Santo
del Día 20 de junio
SAN JUAN FISCHER
Cardenal
y mártir. Este santo mártir nació en Beverley, Inglaterra,
en el año 1469. A los 14 años ya era el estudiante más
sobresaliente y, a los 20 fue nombrado profesor del colegio San Miguel. Se doctoró
en la famosa Universidad de Cambridge, y a los 22 años, obtuvo ser dispensado
de la falta de edad, y fue ordenado sacerdote. Poco después recibió
el nombramiento de vicecanciller o vicerrector de la gran universidad.

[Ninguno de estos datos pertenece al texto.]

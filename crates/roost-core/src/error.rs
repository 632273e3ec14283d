//! Error types for `roost-core`.

use thiserror::Error;

#[derive(Debug, Error)]
pub enum Error {
  #[error("unknown job kind discriminant: {0:?}")]
  UnknownJobKind(String),

  #[error("unknown sentiment discriminant: {0:?}")]
  UnknownSentiment(String),

  #[error("analysis failed: {0}")]
  Analysis(String),

  #[error("serialization error: {0}")]
  Serialization(#[from] serde_json::Error),
}

pub type Result<T, E = Error> = std::result::Result<T, E>;
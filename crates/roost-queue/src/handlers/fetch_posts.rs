//! Pull a page's recent posts and fan out comment fetches.

use roost_core::{
  content::NewPost,
  job::{JobKind, NewJob},
  store::{ContentStore, JobStore},
};
use serde::{Deserialize, Serialize};
use serde_json::Value;
use uuid::Uuid;

use super::FetchCommentsPayload;
use crate::{HandlerError, Result, context::JobContext};

#[derive(Debug, Clone, Serialize, Deserialize)]
pub struct FetchPostsPayload {
  pub page_id: Uuid,
}

pub async fn fetch_posts<S>(ctx: JobContext<S>, payload: Value) -> Result<()>
where
  S: JobStore + ContentStore + Clone + Send + Sync + 'static,
{
  let payload: FetchPostsPayload = serde_json::from_value(payload)?;

  let page = ctx
    .store
    .get_page(payload.page_id)
    .await
    .map_err(|e| HandlerError::Store(Box::new(e)))?
    .ok_or_else(|| {
      HandlerError::NotFound(format!("page {}", payload.page_id))
    })?;
  if !page.is_active {
    tracing::info!(page_id = %page.page_id, "page is inactive, skipping");
    return Ok(());
  }

  let token = ctx.vault.decrypt(&page.encrypted_token).map_err(|e| {
    HandlerError::InvalidCredential(format!("page {}: {e}", page.page_id))
  })?;
  let info = ctx.graph.debug_token(&token).await?;
  if !info.is_valid {
    return Err(HandlerError::InvalidCredential(format!(
      "page {}: platform rejects the token",
      page.page_id
    )));
  }

  let posts = ctx.graph.page(&page.external_id, &token).posts().await?;

  let total = posts.len();
  let mut fanned_out = 0_usize;
  for post in posts {
    let stored = ctx
      .store
      .upsert_post(NewPost {
        page_id:       page.page_id,
        external_id:   post.id,
        platform:      page.platform.clone(),
        message:       post.message,
        permalink:     post.permalink_url,
        posted_at:     post.created_time,
        comment_count: post.comment_count,
      })
      .await
      .map_err(|e| HandlerError::Store(Box::new(e)))?;

    if stored.comment_count == 0 {
      continue;
    }
    let follow_up = NewJob::new(
      JobKind::FetchComments,
      serde_json::to_value(FetchCommentsPayload {
        page_id: page.page_id,
        post_id: stored.post_id,
      })?,
    );
    if ctx
      .store
      .enqueue_dedup(follow_up)
      .await
      .map_err(|e| HandlerError::Store(Box::new(e)))?
      .is_some()
    {
      fanned_out += 1;
    }
  }

  tracing::info!(
    page_id = %page.page_id,
    posts = total,
    comment_jobs = fanned_out,
    "post fetch complete",
  );
  Ok(())
}
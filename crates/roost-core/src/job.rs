//! Job types: the unit of durable, retried work.
//!
//! A job is a row first and a task second: it exists in the store before any
//! worker sees it and survives process restarts. All state transitions go
//! through [`crate::store::JobStore`]; nothing mutates a `Job` in memory.

use chrono::{DateTime, Utc};
use serde::{Deserialize, Serialize};
use uuid::Uuid;

use crate::{Error, Result};

/// Delivery attempts a job is allowed before it is failed permanently.
pub const DEFAULT_MAX_ATTEMPTS: u32 = 3;

// ─── Kind ────────────────────────────────────────────────────────────────────

/// What a job does. The variant name serves as the `kind` discriminant stored
/// in the database and accepted over the API.
#[derive(
  Debug, Clone, Copy, PartialEq, Eq, Hash, Serialize, Deserialize,
)]
#[serde(rename_all = "snake_case")]
pub enum JobKind {
  /// Pull a page's recent posts and fan out comment fetches.
  FetchPosts,
  /// Pull the comments under a single post and fan out analyses.
  FetchComments,
  /// Score one comment and record the result.
  AnalyzeSentiment,
  /// Re-validate and extend page credentials nearing expiry.
  RefreshTokens,
  /// Apply per-account retention and drop orphaned rows.
  CleanupData,
}

impl JobKind {
  /// The discriminant string stored in the `kind` column.
  /// Must match the `rename_all = "snake_case"` serde tags above.
  pub fn discriminant(&self) -> &'static str {
    match self {
      Self::FetchPosts => "fetch_posts",
      Self::FetchComments => "fetch_comments",
      Self::AnalyzeSentiment => "analyze_sentiment",
      Self::RefreshTokens => "refresh_tokens",
      Self::CleanupData => "cleanup_data",
    }
  }

  /// Inverse of [`JobKind::discriminant`], for rows read back from the
  /// database.
  pub fn from_discriminant(discriminant: &str) -> Result<Self> {
    match discriminant {
      "fetch_posts" => Ok(Self::FetchPosts),
      "fetch_comments" => Ok(Self::FetchComments),
      "analyze_sentiment" => Ok(Self::AnalyzeSentiment),
      "refresh_tokens" => Ok(Self::RefreshTokens),
      "cleanup_data" => Ok(Self::CleanupData),
      other => Err(Error::UnknownJobKind(other.to_owned())),
    }
  }
}

// ─── Status ──────────────────────────────────────────────────────────────────

/// Where a job sits in its lifecycle.
///
/// `Queued → Running → Completed` is the happy path. A failed delivery puts
/// the job back to `Queued` while attempts remain, otherwise `Failed`. Both
/// `Completed` and `Failed` are terminal.
#[derive(
  Debug, Clone, Copy, PartialEq, Eq, Serialize, Deserialize,
)]
#[serde(rename_all = "snake_case")]
pub enum JobStatus {
  Queued,
  Running,
  Completed,
  Failed,
}

impl JobStatus {
  /// The discriminant string stored in the `status` column.
  pub fn discriminant(&self) -> &'static str {
    match self {
      Self::Queued => "queued",
      Self::Running => "running",
      Self::Completed => "completed",
      Self::Failed => "failed",
    }
  }

  pub fn is_terminal(&self) -> bool {
    matches!(self, Self::Completed | Self::Failed)
  }
}

// ─── Job ─────────────────────────────────────────────────────────────────────

/// A unit of durable work. `job_id`, `kind`, `payload`, and `created_at` never
/// change after enqueue; everything else is owned by the store's transition
/// operations.
#[derive(Debug, Clone, Serialize, Deserialize)]
pub struct Job {
  pub job_id:       Uuid,
  pub kind:         JobKind,
  /// Kind-specific arguments, opaque to the store. Handlers deserialise this
  /// into their own payload types.
  pub payload:      serde_json::Value,
  pub status:       JobStatus,
  /// Deliveries started so far; incremented by the claim, not the failure.
  pub attempts:     u32,
  pub max_attempts: u32,
  /// The job is not eligible to run before this moment. Re-queues with
  /// backoff push it into the future.
  pub scheduled_at: DateTime<Utc>,
  pub started_at:   Option<DateTime<Utc>>,
  pub completed_at: Option<DateTime<Utc>>,
  /// Message from the most recent failed delivery.
  pub last_error:   Option<String>,
  pub created_at:   DateTime<Utc>,
}

// ─── NewJob ──────────────────────────────────────────────────────────────────

/// Input to [`crate::store::JobStore::enqueue`].
/// `created_at` is always set by the store; it is not accepted from callers.
#[derive(Debug, Clone)]
pub struct NewJob {
  pub kind:         JobKind,
  pub payload:      serde_json::Value,
  pub max_attempts: u32,
  /// `None` means eligible immediately.
  pub scheduled_at: Option<DateTime<Utc>>,
}

impl NewJob {
  /// Convenience constructor: default attempt budget, eligible immediately.
  pub fn new(kind: JobKind, payload: serde_json::Value) -> Self {
    Self {
      kind,
      payload,
      max_attempts: DEFAULT_MAX_ATTEMPTS,
      scheduled_at: None,
    }
  }

  /// Defer eligibility until `when`.
  pub fn at(mut self, when: DateTime<Utc>) -> Self {
    self.scheduled_at = Some(when);
    self
  }
}

// ─── QueueStats ──────────────────────────────────────────────────────────────

/// Row counts per status, for operators and tests.
#[derive(
  Debug, Clone, Copy, Default, PartialEq, Eq, Serialize, Deserialize,
)]
pub struct QueueStats {
  pub queued:    u64,
  pub running:   u64,
  pub completed: u64,
  pub failed:    u64,
}

impl QueueStats {
  pub fn total(&self) -> u64 {
    self.queued + self.running + self.completed + self.failed
  }
}
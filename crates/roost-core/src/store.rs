//! The `JobStore` and `ContentStore` traits.
//!
//! Both are implemented by storage backends (e.g. `roost-store-sqlite`).
//! Higher layers (`roost-queue`, `roost-api`) depend on these abstractions,
//! not on any concrete backend.

use std::future::Future;

use chrono::{DateTime, Utc};
use uuid::Uuid;

use crate::{
  content::{
    Analysis, Comment, NewAnalysis, NewComment, NewPost, Post, PruneCounts,
  },
  job::{Job, JobKind, NewJob, QueueStats},
  page::{Account, NewAccount, NewPage, Page},
};

// ─── JobStore ────────────────────────────────────────────────────────────────

/// Abstraction over the durable job queue.
///
/// The claim operation is the concurrency boundary: however many workers poll
/// a store, each queued job must be handed to exactly one of them. Everything
/// else is bookkeeping on the claimed row.
///
/// All methods return `Send` futures so the trait can be used in
/// multi-threaded async runtimes (e.g. tokio with `axum`).
pub trait JobStore: Send + Sync {
  type Error: std::error::Error + Send + Sync + 'static;

  // ── Writes ────────────────────────────────────────────────────────────

  /// Persist a new job and return it. The `created_at` timestamp is set by
  /// the store; `scheduled_at` defaults to now.
  fn enqueue(
    &self,
    input: NewJob,
  ) -> impl Future<Output = Result<Job, Self::Error>> + Send + '_;

  /// Like [`JobStore::enqueue`], but a no-op returning `None` when a job with
  /// the same kind and payload is already queued. Running and terminal rows
  /// do not block a fresh enqueue.
  fn enqueue_dedup(
    &self,
    input: NewJob,
  ) -> impl Future<Output = Result<Option<Job>, Self::Error>> + Send + '_;

  // ── Claim and transitions ─────────────────────────────────────────────

  /// Atomically claim the next eligible job: the oldest queued row whose
  /// `scheduled_at` has passed and whose attempt budget is not exhausted.
  /// The claim marks it running, increments `attempts`, and stamps
  /// `started_at`. Returns `None` when nothing is eligible.
  fn claim_next(
    &self,
  ) -> impl Future<Output = Result<Option<Job>, Self::Error>> + Send + '_;

  /// Mark a running job completed and stamp `completed_at`. Terminal.
  ///
  /// Returns an error if the job does not exist or is not running.
  fn complete(
    &self,
    job_id: Uuid,
  ) -> impl Future<Output = Result<Job, Self::Error>> + Send + '_;

  /// Record a failed delivery. While attempts remain the job returns to the
  /// queue with an exponential-backoff `scheduled_at`; once the budget is
  /// spent it is marked failed permanently. Either way `last_error` is
  /// recorded.
  ///
  /// Returns an error if the job does not exist or is not running.
  fn fail<'a>(
    &'a self,
    job_id: Uuid,
    error: &'a str,
  ) -> impl Future<Output = Result<Job, Self::Error>> + Send + 'a;

  // ── Reads ─────────────────────────────────────────────────────────────

  /// Retrieve a job by UUID. Returns `None` if not found.
  fn get_job(
    &self,
    id: Uuid,
  ) -> impl Future<Output = Result<Option<Job>, Self::Error>> + Send + '_;

  /// List jobs, optionally restricted to one kind, newest first.
  fn list_jobs(
    &self,
    kind: Option<JobKind>,
  ) -> impl Future<Output = Result<Vec<Job>, Self::Error>> + Send + '_;

  /// Row counts per status.
  fn queue_stats(
    &self,
  ) -> impl Future<Output = Result<QueueStats, Self::Error>> + Send + '_;

  // ── Maintenance ───────────────────────────────────────────────────────

  /// Delete completed jobs that finished before `cutoff`. Returns the number
  /// of rows removed. Failed jobs are kept for inspection.
  fn sweep_completed(
    &self,
    cutoff: DateTime<Utc>,
  ) -> impl Future<Output = Result<u64, Self::Error>> + Send + '_;

  /// Return running jobs whose delivery started before `cutoff` to the
  /// queue, on the assumption their worker died. Returns the number reaped.
  fn reap_stalled(
    &self,
    cutoff: DateTime<Utc>,
  ) -> impl Future<Output = Result<u64, Self::Error>> + Send + '_;
}

// ─── ContentStore ────────────────────────────────────────────────────────────

/// Abstraction over the ingested-content side of the store: accounts, pages,
/// posts, comments, and analyses.
///
/// Post and comment writes are upserts keyed on the platform's own
/// identifiers, which is what makes re-running a fetch idempotent.
pub trait ContentStore: Send + Sync {
  type Error: std::error::Error + Send + Sync + 'static;

  // ── Accounts ──────────────────────────────────────────────────────────

  fn add_account(
    &self,
    input: NewAccount,
  ) -> impl Future<Output = Result<Account, Self::Error>> + Send + '_;

  fn get_account(
    &self,
    id: Uuid,
  ) -> impl Future<Output = Result<Option<Account>, Self::Error>> + Send + '_;

  fn list_accounts(
    &self,
  ) -> impl Future<Output = Result<Vec<Account>, Self::Error>> + Send + '_;

  // ── Pages ─────────────────────────────────────────────────────────────

  /// Connect a page, or re-connect it if the `(external_id, platform)` pair
  /// is already known. Re-connecting replaces the stored credential and
  /// reactivates the page while keeping its `page_id`.
  fn add_page(
    &self,
    input: NewPage,
  ) -> impl Future<Output = Result<Page, Self::Error>> + Send + '_;

  fn get_page(
    &self,
    id: Uuid,
  ) -> impl Future<Output = Result<Option<Page>, Self::Error>> + Send + '_;

  /// List pages; with `active_only` set, skip deactivated ones.
  fn list_pages(
    &self,
    active_only: bool,
  ) -> impl Future<Output = Result<Vec<Page>, Self::Error>> + Send + '_;

  /// Returns an error if the page does not exist.
  fn set_page_active(
    &self,
    id: Uuid,
    active: bool,
  ) -> impl Future<Output = Result<(), Self::Error>> + Send + '_;

  /// Swap in a freshly encrypted credential after a token refresh.
  fn update_page_token<'a>(
    &'a self,
    id: Uuid,
    encrypted_token: &'a str,
    expires_at: Option<DateTime<Utc>>,
  ) -> impl Future<Output = Result<(), Self::Error>> + Send + 'a;

  // ── Posts and comments ────────────────────────────────────────────────

  /// Insert, or update in place when the `(external_id, platform)` pair is
  /// already known. The internal `post_id` is stable across upserts.
  fn upsert_post(
    &self,
    input: NewPost,
  ) -> impl Future<Output = Result<Post, Self::Error>> + Send + '_;

  fn get_post(
    &self,
    id: Uuid,
  ) -> impl Future<Output = Result<Option<Post>, Self::Error>> + Send + '_;

  /// List a page's posts, newest first.
  fn list_posts(
    &self,
    page_id: Uuid,
  ) -> impl Future<Output = Result<Vec<Post>, Self::Error>> + Send + '_;

  /// Same contract as [`ContentStore::upsert_post`].
  fn upsert_comment(
    &self,
    input: NewComment,
  ) -> impl Future<Output = Result<Comment, Self::Error>> + Send + '_;

  fn get_comment(
    &self,
    id: Uuid,
  ) -> impl Future<Output = Result<Option<Comment>, Self::Error>> + Send + '_;

  /// List a post's comments, oldest first.
  fn list_comments(
    &self,
    post_id: Uuid,
  ) -> impl Future<Output = Result<Vec<Comment>, Self::Error>> + Send + '_;

  // ── Analyses ──────────────────────────────────────────────────────────

  /// Whether a comment already has an analysis row.
  fn has_analysis(
    &self,
    comment_id: Uuid,
  ) -> impl Future<Output = Result<bool, Self::Error>> + Send + '_;

  /// The analysis recorded for a comment, if any. Keyed by comment because
  /// at most one row exists per comment.
  fn get_analysis(
    &self,
    comment_id: Uuid,
  ) -> impl Future<Output = Result<Option<Analysis>, Self::Error>> + Send + '_;

  /// Record an analysis. At most one row may exist per comment; callers
  /// check [`ContentStore::has_analysis`] first and skip instead of
  /// overwriting.
  fn insert_analysis(
    &self,
    input: NewAnalysis,
  ) -> impl Future<Output = Result<Analysis, Self::Error>> + Send + '_;

  fn count_analyses(
    &self,
  ) -> impl Future<Output = Result<u64, Self::Error>> + Send + '_;

  // ── Retention ─────────────────────────────────────────────────────────

  /// Delete an account's content posted before `cutoff`. Posts are only
  /// removed once none of their comments remain, so a post with recent
  /// comments outlives its own retention window.
  fn prune_older_than(
    &self,
    account_id: Uuid,
    cutoff: DateTime<Utc>,
  ) -> impl Future<Output = Result<PruneCounts, Self::Error>> + Send + '_;

  /// Delete content whose ancestry is broken or whose page has been
  /// deactivated: analyses without a live comment, comments without a live
  /// post, posts without an active page.
  fn prune_orphans(
    &self,
  ) -> impl Future<Output = Result<PruneCounts, Self::Error>> + Send + '_;
}
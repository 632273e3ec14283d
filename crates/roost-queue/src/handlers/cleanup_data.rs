//! Apply per-account retention, then sweep orphaned rows.

use roost_core::{
  content::PruneCounts,
  store::{ContentStore, JobStore},
};
use serde_json::Value;

use crate::{HandlerError, Result, context::JobContext};

pub async fn cleanup_data<S>(ctx: JobContext<S>, _payload: Value) -> Result<()>
where
  S: JobStore + ContentStore + Clone + Send + Sync + 'static,
{
  let now = ctx.clock.now();
  let mut removed = PruneCounts::default();

  let accounts = ctx
    .store
    .list_accounts()
    .await
    .map_err(|e| HandlerError::Store(Box::new(e)))?;
  for account in accounts {
    let cutoff =
      now - chrono::Duration::days(i64::from(account.retention_days));
    let counts = ctx
      .store
      .prune_older_than(account.account_id, cutoff)
      .await
      .map_err(|e| HandlerError::Store(Box::new(e)))?;
    if counts.total() > 0 {
      tracing::info!(
        account_id = %account.account_id,
        posts = counts.posts,
        comments = counts.comments,
        analyses = counts.analyses,
        "retention window enforced",
      );
    }
    removed += counts;
  }

  // The orphan sweep runs even when retention removed nothing; it also
  // covers content whose page was deactivated since the last run.
  let orphans = ctx
    .store
    .prune_orphans()
    .await
    .map_err(|e| HandlerError::Store(Box::new(e)))?;
  if orphans.total() > 0 {
    tracing::info!(
      posts = orphans.posts,
      comments = orphans.comments,
      analyses = orphans.analyses,
      "orphaned rows swept",
    );
  }
  removed += orphans;

  tracing::debug!(total = removed.total(), "cleanup complete");
  Ok(())
}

En 1504, fue elegido nuestro santo como obispo de Rochester, cuando sólo tenía 35 años. Y él, como hacía con todos los cargos que le confiaban, se dedicó a este oficio con todas las fuerzas de su recia personalidad. Con un entusiasmo no muy frecuente en su época, se dedicó a visitar todas y cada una de las parroquias para observar si cada uno estaba cumpliendo con su deber, y animar a los no muy entusiastas. A los sacerdotes les insistía en la grave responsabilidad de cumplir muy exactamente sus deberes sacerdotales. Iba personalmente a visitar a los más pobres. Dedicaba, además, muchas horas al estudio y a escribir libros. Se hicieron famosos sus discursos fúnebres a la muerte del rey Enrique VII y en el funeral de la reina Margarita.
Aunque era obispo y además canciller de la universidad, llevaba una vida tan austera como la de un monje. No dormía más de seis horas. Hacía fuertes penitencias.
Cuando
Lutero empezó a difundir los errores de los protestantes, el obispo Fisher
fue elegido para atacar tan fatales errores, y escribió cuatro libros
para combatir los errores de los luteranos.
En un Sínodo de Inglaterra, el obispo Fisher protestó fuertemente
contra la mundanalidad de algunos eclesiásticos, y la vanidad de aquellos
que lo buscaban eran altos puestos y no la verdadera santidad. Cuando el rey
Enrique VIII dispuso divorciarse de su legítima esposa y casarse con
su concubina Ana Bolena, el obispo Juan Fisher fue el primero en ponerse. Y
aunque muchos altos personajes, por conservar la amistad del rey, declararon
que ese divorcio sí se podía hacer, en cambio Juan, aun con peligro
de perder sus cargos y ser condenado a muerte, declaró públicamente
que el
matrimonio católico es indisoluble.
El
terrible rey Enrique VIII se declaró jefe supremo de la Iglesia en Inglaterra
en reemplazo del Sumo Pontífice, y todos los que deseaban conservar sus
altos puestos en el gobierno y en la Iglesia, lo apoyaron. Pero Juan Fisher
declaró que esto era absolutamente equivocado y en pleno Parlamento exclamó:
"Querer reemplazar al Papa de Roma por el rey de Inglaterra, como jefe
de nuestra religión es como gritarle un muera a la Iglesia
Católica".
Las amenazas de los enemigos empezaron a llegar sobre él. Dos veces lo
llevaron a la cárcel. Otra vez trataron de envenenarlo. Le inventaron
toda clase de calumnias, y como no lograron intimidarlo, lo mandaron encerrar
en la Torre de Londres. Tenía entonces 66 años.
Estando en prisión, recibió del sumo Pontífice el nombramiento
de Cardenal. El impío rey exclamó: "Le mandaron el sombrero
de Cardenal, pero no podrá ponérselo, porque yo le mandaré
cortar la cabeza". Y así fue. El 17 de junio de 1535 le leyeron
la sentencia de muerte. El rey Enrique VIII mandaba matarlo por no aceptar el
divorcio y por no aceptar que el rey reemplazara al Papa en el gobierno de la
Iglesia Católica. Al llegar al sitio donde le van a cortar la cabeza,
el venerable anciano se dirige a la multitud y les dice a todos que muere por
defender a la Santa Iglesia Católica fundada por Jesucristo. Recita el
"Tedeum" en acción de gracias y, muere.